[Task inputs]

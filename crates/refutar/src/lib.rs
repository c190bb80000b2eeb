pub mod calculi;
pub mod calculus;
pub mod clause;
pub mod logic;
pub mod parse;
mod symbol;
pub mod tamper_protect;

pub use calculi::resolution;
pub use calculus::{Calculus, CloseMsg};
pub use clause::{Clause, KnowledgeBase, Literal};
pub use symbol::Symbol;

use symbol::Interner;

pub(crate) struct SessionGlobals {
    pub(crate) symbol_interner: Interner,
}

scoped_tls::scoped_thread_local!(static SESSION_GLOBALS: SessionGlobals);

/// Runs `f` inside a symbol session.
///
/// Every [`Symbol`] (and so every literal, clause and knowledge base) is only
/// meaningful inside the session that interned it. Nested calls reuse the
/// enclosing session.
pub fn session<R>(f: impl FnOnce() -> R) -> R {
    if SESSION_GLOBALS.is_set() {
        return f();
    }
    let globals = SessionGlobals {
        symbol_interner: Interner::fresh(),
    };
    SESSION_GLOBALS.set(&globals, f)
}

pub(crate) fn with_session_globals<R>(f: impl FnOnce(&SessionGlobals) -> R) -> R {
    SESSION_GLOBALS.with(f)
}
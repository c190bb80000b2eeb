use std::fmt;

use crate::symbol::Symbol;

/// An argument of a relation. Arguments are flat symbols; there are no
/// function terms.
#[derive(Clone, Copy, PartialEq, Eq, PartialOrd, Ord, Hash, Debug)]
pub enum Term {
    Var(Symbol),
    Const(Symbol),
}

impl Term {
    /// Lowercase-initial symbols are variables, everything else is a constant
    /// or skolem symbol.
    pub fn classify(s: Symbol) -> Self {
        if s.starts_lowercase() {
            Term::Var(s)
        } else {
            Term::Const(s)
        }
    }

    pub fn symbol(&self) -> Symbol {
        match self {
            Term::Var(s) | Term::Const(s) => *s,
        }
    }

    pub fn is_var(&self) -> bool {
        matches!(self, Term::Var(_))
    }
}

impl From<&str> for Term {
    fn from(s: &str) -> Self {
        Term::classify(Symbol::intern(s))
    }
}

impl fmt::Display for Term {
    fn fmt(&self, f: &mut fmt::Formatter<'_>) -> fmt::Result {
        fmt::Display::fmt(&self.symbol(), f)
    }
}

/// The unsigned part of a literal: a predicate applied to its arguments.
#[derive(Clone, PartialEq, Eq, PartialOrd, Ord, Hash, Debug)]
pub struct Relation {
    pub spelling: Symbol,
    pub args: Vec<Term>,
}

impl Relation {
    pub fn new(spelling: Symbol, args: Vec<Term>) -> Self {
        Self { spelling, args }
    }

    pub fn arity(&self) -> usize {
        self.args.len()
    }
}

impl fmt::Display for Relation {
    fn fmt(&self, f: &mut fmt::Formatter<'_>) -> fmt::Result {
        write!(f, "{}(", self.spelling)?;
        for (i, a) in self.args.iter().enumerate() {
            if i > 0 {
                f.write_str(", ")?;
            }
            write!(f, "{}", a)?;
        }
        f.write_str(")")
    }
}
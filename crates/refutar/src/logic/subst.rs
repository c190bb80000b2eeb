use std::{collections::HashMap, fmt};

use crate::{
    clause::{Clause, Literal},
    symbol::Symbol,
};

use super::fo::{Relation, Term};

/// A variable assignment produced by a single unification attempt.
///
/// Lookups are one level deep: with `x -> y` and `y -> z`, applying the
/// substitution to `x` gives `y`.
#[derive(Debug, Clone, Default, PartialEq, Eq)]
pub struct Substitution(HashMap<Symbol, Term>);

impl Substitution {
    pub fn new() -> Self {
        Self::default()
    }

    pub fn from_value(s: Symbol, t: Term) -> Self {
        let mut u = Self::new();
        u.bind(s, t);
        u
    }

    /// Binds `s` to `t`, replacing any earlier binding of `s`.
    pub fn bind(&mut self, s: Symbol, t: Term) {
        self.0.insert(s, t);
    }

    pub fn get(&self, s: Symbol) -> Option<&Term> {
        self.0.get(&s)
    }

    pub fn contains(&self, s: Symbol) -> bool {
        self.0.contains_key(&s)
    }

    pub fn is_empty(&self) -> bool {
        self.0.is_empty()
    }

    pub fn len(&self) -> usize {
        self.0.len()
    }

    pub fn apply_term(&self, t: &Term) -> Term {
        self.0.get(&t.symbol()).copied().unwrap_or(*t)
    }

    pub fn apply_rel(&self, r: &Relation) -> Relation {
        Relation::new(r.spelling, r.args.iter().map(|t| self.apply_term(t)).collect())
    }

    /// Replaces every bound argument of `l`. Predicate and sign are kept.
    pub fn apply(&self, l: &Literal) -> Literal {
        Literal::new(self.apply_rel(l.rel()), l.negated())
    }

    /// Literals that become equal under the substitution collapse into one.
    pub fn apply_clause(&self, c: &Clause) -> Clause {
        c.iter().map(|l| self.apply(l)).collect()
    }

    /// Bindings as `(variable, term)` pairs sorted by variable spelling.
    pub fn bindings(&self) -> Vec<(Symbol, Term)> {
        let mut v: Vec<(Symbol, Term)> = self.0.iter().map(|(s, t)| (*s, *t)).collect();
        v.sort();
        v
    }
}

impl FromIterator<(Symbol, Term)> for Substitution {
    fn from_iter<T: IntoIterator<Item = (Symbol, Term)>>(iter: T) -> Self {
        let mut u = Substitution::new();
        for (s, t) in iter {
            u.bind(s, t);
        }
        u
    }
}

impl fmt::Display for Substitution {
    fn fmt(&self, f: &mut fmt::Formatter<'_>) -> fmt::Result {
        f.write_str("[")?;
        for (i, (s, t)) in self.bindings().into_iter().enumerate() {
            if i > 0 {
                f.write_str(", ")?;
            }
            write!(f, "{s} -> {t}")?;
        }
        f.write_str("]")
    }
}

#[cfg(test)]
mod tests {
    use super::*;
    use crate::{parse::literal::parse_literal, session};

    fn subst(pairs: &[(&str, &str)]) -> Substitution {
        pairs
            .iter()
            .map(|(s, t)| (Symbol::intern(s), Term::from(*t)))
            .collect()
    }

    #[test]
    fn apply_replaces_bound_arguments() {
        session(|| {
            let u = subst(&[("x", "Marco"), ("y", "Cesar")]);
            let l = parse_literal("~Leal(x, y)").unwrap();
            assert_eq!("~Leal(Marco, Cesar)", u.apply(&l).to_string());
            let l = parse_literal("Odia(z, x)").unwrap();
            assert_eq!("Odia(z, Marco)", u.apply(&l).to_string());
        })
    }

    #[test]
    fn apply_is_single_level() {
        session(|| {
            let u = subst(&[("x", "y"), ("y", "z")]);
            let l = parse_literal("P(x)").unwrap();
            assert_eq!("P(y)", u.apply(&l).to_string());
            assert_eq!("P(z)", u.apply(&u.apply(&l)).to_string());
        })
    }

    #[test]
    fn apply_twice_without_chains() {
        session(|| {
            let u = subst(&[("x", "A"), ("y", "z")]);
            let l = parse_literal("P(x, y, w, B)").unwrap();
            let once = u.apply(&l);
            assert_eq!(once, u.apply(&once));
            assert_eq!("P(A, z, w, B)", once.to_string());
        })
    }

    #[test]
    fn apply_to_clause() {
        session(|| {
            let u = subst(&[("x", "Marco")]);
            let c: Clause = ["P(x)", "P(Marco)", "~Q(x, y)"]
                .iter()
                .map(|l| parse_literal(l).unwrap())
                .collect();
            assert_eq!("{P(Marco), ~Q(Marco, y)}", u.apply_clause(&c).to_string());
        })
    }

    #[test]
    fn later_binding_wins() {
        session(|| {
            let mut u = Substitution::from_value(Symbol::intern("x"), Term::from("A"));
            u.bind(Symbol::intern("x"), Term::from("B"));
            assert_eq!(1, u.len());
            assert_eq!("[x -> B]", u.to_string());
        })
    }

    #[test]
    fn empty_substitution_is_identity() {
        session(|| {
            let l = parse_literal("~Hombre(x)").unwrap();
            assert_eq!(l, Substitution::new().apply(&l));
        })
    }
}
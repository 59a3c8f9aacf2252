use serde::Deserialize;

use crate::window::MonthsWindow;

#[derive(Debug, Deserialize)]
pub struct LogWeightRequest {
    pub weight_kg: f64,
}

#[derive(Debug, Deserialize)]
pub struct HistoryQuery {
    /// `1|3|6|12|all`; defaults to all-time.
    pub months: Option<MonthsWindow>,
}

[/Task inputs]
[Task inputs]

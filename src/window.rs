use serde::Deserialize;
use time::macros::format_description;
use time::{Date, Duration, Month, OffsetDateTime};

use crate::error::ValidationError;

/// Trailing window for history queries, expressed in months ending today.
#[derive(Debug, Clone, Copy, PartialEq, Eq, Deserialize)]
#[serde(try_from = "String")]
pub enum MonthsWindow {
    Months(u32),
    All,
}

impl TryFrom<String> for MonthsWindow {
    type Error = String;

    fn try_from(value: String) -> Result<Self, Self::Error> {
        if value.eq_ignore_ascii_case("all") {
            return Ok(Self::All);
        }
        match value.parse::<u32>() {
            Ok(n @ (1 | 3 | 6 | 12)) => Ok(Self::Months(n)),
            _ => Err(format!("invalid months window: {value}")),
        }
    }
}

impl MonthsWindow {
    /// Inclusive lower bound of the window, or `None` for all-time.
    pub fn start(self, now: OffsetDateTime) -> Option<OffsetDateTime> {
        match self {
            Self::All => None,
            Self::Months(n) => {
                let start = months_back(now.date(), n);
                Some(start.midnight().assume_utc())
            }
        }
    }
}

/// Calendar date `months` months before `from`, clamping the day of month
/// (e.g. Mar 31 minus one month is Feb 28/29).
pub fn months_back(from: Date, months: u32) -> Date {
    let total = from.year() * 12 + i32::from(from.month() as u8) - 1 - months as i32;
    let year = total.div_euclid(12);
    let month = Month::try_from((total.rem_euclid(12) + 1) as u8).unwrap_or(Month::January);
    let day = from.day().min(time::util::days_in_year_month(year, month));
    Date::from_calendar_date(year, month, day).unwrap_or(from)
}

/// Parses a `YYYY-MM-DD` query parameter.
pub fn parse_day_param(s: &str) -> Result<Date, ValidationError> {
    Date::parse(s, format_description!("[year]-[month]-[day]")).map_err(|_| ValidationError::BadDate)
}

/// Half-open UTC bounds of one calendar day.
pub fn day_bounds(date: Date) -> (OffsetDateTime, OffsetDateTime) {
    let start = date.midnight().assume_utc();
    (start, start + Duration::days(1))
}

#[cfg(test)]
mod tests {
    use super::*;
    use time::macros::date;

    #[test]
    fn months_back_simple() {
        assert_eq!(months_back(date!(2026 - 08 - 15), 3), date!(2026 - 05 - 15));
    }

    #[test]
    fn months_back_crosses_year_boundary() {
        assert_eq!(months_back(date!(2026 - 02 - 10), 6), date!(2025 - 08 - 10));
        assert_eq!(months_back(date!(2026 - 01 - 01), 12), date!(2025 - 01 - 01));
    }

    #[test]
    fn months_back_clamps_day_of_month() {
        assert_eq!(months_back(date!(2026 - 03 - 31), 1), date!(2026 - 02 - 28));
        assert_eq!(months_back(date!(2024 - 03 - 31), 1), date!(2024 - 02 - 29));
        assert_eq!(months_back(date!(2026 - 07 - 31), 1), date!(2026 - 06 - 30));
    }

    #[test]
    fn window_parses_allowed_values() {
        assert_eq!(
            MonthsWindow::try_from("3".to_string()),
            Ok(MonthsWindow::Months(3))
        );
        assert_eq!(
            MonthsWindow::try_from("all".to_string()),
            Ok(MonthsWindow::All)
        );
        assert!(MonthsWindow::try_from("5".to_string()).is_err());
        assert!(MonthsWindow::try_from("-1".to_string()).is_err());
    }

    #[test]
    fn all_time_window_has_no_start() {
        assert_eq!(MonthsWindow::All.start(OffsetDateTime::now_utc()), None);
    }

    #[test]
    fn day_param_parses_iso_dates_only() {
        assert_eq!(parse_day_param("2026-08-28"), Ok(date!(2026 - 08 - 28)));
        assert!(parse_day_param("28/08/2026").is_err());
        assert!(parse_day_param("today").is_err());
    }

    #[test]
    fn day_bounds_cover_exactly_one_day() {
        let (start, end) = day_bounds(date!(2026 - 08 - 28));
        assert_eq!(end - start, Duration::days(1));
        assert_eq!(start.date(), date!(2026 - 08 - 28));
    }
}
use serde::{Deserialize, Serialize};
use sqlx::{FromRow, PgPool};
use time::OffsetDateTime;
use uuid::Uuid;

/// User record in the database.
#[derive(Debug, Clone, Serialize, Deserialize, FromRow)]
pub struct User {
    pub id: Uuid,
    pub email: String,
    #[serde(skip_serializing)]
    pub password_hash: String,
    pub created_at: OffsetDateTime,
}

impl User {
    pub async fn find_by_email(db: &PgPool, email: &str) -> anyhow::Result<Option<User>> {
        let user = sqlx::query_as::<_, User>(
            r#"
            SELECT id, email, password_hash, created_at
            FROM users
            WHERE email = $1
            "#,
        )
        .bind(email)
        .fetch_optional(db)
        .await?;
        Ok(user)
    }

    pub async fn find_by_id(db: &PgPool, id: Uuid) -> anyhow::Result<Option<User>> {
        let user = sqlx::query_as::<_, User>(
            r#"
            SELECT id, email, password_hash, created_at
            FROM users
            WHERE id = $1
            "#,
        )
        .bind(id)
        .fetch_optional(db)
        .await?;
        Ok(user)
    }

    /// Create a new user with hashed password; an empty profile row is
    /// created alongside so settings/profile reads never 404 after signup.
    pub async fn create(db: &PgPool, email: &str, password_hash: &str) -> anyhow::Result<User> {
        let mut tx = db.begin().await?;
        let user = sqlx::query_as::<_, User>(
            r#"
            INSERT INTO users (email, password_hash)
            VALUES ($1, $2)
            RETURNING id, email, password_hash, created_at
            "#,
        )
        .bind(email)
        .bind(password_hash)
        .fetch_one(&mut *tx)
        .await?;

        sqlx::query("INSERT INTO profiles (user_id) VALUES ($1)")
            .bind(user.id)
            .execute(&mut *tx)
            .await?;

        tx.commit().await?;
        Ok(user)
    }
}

[/Task inputs]

Your goal: Begin at the line above that has "filename crates/refutar/src/lib.rs" and stop after the line that has "base) is only", copying each line exactly and adding nothing else.

Response:
filename crates/refutar/src/lib.rs
repository c190bb80000b2eeb
pub mod calculi;
pub mod calculus;
pub mod clause;
pub mod logic;
pub mod parse;
mod symbol;
pub mod tamper_protect;

pub use calculi::resolution;
pub use calculus::{Calculus, CloseMsg};
pub use clause::{Clause, KnowledgeBase, Literal};
pub use symbol::Symbol;

use symbol::Interner;

pub(crate) struct SessionGlobals {
    pub(crate) symbol_interner: Interner,
}

scoped_tls::scoped_thread_local!(static SESSION_GLOBALS: SessionGlobals);

/// Runs `f` inside a symbol session.
///
/// Every [`Symbol`] (and so every literal, clause and knowledge base) is only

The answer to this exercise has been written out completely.